WHAT TO DO =>
Each line below with the string "Some" should be copied.

(THE INPUT Opens)

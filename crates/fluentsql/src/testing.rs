//! In-crate recording driver for unit tests.

use crate::client::{Driver, FetchShape};
use crate::error::{QueryError, QueryResult};
use crate::row::Row;
use serde_json::Value;
use std::collections::VecDeque;
use std::sync::Mutex;

/// Captures every `(sql, params)` pair and replays scripted results.
///
/// `query` pops the next scripted row set (empty when none is left);
/// `execute` pops the next scripted affected count (1 when none is left).
#[derive(Debug, Default)]
pub(crate) struct RecordingDriver {
    calls: Mutex<Vec<(String, Vec<Value>)>>,
    rows: Mutex<VecDeque<Vec<Row>>>,
    affected: Mutex<VecDeque<u64>>,
    last_insert_id: Option<Value>,
    fail_on: Option<String>,
}

impl RecordingDriver {
    pub(crate) fn new() -> Self {
        Self::default()
    }

    pub(crate) fn with_rows(self, rows: Vec<Row>) -> Self {
        self.rows.lock().unwrap().push_back(rows);
        self
    }

    pub(crate) fn with_affected(self, count: u64) -> Self {
        self.affected.lock().unwrap().push_back(count);
        self
    }

    pub(crate) fn with_last_insert_id(mut self, id: impl Into<Value>) -> Self {
        self.last_insert_id = Some(id.into());
        self
    }

    /// Fail every statement starting with `prefix`.
    pub(crate) fn fail_on(mut self, prefix: &str) -> Self {
        self.fail_on = Some(prefix.to_string());
        self
    }

    pub(crate) fn calls(&self) -> Vec<(String, Vec<Value>)> {
        self.calls.lock().unwrap().clone()
    }

    pub(crate) fn statements(&self) -> Vec<String> {
        self.calls().into_iter().map(|(sql, _)| sql).collect()
    }

    fn record(&self, sql: &str, params: &[Value]) -> QueryResult<()> {
        self.calls
            .lock()
            .unwrap()
            .push((sql.to_string(), params.to_vec()));
        match &self.fail_on {
            Some(prefix) if sql.starts_with(prefix.as_str()) => {
                Err(QueryError::driver(format!("scripted failure for `{sql}`")))
            }
            _ => Ok(()),
        }
    }
}

impl Driver for RecordingDriver {
    async fn query(&self, sql: &str, params: &[Value], shape: FetchShape) -> QueryResult<Vec<Row>> {
        self.record(sql, params)?;
        let rows = self.rows.lock().unwrap().pop_front().unwrap_or_default();
        Ok(rows.into_iter().map(|row| row.into_shape(shape)).collect())
    }

    async fn execute(&self, sql: &str, params: &[Value]) -> QueryResult<u64> {
        self.record(sql, params)?;
        Ok(self.affected.lock().unwrap().pop_front().unwrap_or(1))
    }

    async fn last_insert_id(&self) -> QueryResult<Option<Value>> {
        Ok(self.last_insert_id.clone())
    }
}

(THE INPUT Closes)

RESULT =>
        self.last_insert_id = Some(id.into());
        self.fail_on = Some(prefix.to_string());
            Some(prefix) if sql.starts_with(prefix.as_str()) => {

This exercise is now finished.